What you are asked to do :: List every line in this data where the string "None" occurs.

Data supplied ::
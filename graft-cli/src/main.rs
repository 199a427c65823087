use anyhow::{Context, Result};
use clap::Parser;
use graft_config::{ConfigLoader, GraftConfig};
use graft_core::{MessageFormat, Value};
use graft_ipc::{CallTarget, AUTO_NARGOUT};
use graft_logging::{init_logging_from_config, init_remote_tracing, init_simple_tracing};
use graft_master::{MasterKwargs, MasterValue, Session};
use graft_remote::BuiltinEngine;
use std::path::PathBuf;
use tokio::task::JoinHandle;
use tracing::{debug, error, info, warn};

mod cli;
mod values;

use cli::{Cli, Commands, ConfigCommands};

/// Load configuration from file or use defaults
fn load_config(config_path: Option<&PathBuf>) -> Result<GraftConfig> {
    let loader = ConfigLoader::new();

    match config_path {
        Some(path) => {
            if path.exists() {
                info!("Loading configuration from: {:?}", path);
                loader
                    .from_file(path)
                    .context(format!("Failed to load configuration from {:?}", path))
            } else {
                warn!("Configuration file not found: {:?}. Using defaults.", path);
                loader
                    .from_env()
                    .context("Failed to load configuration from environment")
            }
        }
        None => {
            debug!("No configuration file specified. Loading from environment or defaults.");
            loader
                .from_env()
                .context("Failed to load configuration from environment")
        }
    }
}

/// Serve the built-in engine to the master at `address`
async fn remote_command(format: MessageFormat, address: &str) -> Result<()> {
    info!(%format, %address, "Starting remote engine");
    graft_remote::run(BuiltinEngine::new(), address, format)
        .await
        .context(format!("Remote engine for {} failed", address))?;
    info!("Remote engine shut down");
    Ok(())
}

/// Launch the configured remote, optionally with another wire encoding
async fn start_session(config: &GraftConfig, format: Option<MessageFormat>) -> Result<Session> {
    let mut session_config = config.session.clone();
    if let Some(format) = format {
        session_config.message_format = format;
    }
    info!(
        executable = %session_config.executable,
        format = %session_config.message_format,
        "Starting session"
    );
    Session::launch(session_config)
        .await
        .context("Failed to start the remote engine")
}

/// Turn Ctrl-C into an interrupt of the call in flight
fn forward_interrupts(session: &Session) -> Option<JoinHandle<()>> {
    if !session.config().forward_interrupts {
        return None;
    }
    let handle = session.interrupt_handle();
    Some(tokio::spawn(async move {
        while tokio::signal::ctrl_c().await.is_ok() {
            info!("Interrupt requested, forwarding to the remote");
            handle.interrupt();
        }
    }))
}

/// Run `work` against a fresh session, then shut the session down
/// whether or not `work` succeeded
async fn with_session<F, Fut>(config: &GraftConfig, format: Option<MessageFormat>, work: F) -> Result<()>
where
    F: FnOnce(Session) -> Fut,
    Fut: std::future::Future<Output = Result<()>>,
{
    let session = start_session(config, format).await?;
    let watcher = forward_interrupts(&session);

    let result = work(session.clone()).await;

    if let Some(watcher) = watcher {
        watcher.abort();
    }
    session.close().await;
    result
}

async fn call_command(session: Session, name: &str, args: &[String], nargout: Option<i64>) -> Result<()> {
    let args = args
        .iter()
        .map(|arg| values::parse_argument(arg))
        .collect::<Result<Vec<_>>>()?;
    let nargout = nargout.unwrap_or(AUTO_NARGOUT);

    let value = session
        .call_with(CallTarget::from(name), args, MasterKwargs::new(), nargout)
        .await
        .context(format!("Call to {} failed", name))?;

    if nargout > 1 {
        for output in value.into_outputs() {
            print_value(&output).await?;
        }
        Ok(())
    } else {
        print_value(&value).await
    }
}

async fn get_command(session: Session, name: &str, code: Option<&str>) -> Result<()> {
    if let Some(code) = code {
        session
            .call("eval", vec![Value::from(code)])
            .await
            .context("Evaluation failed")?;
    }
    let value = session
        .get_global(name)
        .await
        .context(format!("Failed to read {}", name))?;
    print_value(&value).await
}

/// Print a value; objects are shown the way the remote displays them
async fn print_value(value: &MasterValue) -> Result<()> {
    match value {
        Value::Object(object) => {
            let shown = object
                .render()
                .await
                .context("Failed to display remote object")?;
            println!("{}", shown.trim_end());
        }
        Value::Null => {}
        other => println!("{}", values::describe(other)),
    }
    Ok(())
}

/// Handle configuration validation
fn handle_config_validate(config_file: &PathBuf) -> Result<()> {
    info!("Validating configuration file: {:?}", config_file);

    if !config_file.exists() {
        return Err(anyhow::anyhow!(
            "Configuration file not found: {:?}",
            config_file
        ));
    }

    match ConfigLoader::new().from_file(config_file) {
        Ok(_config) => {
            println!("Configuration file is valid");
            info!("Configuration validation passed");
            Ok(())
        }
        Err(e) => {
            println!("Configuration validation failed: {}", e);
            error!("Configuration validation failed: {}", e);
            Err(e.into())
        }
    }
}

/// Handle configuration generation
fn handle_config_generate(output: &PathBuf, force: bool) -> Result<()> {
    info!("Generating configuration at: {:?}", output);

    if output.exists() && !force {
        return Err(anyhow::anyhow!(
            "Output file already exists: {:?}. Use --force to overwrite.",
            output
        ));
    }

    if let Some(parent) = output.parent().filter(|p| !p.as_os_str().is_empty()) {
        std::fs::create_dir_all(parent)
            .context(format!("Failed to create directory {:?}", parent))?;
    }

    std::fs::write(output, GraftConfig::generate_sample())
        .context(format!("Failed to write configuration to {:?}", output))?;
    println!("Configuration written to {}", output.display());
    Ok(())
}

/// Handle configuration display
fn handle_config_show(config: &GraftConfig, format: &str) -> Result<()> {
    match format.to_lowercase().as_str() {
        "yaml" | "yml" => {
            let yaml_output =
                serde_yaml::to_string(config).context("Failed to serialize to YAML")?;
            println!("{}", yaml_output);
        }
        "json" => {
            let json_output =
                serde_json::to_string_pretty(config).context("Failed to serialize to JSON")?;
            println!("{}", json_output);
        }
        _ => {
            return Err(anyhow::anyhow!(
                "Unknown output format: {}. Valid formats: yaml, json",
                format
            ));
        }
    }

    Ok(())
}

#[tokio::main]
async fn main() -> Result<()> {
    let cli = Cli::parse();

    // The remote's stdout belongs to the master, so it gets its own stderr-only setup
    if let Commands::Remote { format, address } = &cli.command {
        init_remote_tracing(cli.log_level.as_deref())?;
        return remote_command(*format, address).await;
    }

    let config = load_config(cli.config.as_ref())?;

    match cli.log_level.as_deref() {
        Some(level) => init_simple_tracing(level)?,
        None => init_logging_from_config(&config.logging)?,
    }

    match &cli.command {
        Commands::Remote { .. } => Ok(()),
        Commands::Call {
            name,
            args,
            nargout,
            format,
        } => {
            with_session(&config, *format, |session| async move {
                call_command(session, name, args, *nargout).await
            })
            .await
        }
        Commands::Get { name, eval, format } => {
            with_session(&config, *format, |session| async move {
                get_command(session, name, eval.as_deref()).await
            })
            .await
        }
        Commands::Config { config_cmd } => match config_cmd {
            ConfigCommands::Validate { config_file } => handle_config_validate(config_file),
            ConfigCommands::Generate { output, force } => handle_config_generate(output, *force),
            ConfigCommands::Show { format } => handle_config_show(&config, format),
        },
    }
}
---
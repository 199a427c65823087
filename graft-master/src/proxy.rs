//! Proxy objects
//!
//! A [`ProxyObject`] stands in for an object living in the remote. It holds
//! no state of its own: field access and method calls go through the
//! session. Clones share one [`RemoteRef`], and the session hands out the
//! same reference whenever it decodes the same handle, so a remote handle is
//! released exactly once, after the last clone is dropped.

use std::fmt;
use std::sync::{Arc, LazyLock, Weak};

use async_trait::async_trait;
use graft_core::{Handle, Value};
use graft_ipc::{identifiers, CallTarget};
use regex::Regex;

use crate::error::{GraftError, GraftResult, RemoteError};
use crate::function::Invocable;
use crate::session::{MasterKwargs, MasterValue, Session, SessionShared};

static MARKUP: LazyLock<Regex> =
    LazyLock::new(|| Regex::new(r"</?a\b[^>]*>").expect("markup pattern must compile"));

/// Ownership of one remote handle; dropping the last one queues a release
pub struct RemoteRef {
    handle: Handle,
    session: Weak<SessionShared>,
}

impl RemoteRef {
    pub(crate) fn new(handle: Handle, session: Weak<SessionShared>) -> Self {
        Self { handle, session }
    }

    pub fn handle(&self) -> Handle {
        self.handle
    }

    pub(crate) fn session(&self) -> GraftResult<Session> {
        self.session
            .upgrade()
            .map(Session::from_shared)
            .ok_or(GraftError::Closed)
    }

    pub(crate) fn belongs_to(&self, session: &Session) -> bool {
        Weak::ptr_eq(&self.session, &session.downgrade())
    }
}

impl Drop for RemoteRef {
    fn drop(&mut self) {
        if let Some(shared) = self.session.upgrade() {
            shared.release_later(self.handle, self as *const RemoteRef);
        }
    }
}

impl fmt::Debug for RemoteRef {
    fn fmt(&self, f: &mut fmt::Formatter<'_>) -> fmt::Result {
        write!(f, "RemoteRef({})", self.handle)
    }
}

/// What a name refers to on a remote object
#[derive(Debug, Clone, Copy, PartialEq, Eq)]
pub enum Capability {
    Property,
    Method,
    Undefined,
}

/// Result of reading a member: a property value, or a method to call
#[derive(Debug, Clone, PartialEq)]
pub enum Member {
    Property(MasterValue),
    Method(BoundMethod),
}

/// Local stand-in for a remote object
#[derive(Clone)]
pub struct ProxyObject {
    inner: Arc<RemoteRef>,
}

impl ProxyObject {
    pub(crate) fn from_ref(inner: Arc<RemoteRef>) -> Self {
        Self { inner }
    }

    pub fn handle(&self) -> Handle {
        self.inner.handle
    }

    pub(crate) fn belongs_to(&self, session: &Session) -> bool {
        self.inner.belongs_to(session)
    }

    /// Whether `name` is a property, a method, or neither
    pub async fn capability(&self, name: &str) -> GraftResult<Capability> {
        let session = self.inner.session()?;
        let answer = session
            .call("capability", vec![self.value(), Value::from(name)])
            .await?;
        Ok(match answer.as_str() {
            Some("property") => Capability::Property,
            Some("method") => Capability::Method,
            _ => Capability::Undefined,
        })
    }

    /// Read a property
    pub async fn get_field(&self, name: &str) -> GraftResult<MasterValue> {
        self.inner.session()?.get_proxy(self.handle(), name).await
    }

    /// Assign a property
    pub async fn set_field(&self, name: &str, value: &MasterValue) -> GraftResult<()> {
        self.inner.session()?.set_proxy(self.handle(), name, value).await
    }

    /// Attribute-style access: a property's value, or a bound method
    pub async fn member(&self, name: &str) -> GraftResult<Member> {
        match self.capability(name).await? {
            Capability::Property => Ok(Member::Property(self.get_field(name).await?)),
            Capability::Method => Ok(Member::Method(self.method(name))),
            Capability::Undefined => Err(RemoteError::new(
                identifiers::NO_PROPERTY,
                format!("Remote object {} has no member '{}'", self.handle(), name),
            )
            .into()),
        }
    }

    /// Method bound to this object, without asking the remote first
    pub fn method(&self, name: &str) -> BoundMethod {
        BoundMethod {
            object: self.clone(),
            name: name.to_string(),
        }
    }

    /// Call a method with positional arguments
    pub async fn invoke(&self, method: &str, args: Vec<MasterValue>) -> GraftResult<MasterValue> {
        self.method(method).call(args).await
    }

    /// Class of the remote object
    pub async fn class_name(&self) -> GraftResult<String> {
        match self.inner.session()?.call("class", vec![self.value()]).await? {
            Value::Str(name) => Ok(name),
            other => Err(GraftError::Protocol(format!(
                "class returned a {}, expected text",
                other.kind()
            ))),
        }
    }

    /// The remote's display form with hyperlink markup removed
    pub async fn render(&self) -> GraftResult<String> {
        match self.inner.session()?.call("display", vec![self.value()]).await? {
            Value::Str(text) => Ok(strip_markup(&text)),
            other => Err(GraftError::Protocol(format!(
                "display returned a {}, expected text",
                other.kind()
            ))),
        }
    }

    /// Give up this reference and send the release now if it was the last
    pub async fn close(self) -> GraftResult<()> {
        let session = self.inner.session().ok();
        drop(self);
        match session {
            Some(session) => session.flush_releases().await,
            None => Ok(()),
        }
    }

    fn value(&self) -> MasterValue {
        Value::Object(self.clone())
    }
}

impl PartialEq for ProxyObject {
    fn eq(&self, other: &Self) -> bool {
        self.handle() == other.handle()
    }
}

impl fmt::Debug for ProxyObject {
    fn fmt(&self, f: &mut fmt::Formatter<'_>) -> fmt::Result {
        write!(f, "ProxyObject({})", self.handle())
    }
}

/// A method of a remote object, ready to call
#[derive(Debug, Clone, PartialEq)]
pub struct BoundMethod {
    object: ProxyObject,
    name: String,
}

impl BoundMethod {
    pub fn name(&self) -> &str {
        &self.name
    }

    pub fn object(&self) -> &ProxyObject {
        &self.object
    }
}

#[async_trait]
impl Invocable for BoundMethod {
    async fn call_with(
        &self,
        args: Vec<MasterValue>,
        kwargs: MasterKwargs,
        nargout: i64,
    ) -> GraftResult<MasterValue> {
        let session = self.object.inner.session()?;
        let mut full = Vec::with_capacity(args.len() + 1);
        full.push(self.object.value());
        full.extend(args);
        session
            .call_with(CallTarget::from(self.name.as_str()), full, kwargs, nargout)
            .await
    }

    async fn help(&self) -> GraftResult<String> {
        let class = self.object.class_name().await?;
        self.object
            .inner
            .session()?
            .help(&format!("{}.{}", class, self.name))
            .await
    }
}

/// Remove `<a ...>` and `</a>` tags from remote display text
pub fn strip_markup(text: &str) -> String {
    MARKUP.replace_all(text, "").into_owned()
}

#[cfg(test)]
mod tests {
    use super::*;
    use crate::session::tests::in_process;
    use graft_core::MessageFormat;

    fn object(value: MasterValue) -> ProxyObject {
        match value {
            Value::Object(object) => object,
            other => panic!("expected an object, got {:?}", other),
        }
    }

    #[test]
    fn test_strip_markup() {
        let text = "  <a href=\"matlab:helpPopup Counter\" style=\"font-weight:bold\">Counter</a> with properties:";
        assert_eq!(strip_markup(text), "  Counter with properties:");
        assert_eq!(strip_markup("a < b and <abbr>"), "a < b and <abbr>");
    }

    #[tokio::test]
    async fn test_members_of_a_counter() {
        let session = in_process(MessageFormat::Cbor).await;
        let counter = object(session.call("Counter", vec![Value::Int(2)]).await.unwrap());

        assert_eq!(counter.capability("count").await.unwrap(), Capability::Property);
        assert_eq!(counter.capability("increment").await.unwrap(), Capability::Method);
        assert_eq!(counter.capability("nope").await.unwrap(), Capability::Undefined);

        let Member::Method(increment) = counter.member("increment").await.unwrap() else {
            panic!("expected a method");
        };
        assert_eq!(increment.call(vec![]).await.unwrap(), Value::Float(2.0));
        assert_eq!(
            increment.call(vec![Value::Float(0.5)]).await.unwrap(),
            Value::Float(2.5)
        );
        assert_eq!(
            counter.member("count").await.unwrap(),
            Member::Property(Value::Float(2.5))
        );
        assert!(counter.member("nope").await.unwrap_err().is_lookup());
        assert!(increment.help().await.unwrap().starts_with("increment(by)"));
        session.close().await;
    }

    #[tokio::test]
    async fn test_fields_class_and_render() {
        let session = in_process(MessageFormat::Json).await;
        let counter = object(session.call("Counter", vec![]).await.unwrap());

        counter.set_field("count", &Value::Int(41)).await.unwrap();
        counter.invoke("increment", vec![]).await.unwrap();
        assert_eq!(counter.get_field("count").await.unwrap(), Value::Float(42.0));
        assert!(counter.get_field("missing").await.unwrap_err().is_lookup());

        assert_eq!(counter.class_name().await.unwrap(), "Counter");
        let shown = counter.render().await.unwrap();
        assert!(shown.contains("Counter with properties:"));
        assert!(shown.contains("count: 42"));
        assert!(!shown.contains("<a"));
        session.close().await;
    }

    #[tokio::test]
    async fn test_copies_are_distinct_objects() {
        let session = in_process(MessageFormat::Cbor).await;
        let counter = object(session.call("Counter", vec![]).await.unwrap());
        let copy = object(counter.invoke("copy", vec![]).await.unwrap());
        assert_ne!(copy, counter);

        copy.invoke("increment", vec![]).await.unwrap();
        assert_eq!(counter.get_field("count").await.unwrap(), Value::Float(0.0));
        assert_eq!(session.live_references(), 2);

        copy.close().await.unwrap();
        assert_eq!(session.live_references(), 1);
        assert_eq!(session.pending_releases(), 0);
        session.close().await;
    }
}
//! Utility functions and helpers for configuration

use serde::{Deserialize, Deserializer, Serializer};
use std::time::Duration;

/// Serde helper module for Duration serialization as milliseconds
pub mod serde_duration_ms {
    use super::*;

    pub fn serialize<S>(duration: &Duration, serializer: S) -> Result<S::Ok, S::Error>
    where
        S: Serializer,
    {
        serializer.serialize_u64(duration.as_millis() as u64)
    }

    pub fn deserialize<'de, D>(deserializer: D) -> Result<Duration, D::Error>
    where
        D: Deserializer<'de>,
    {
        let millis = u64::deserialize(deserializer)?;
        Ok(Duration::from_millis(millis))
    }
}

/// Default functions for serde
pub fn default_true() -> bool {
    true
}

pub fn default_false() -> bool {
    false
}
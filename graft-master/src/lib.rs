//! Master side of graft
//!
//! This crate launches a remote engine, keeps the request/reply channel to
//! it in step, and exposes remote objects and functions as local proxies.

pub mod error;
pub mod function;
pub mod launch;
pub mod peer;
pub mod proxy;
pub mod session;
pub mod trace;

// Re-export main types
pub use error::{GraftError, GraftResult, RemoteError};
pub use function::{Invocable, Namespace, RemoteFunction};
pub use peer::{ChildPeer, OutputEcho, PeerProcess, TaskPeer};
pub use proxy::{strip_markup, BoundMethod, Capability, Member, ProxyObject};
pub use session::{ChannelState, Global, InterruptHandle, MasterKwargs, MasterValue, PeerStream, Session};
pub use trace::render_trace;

Solution for this task ::
        None => {
        return None;
        None => init_logging_from_config(&config.logging)?,
            None => Ok(()),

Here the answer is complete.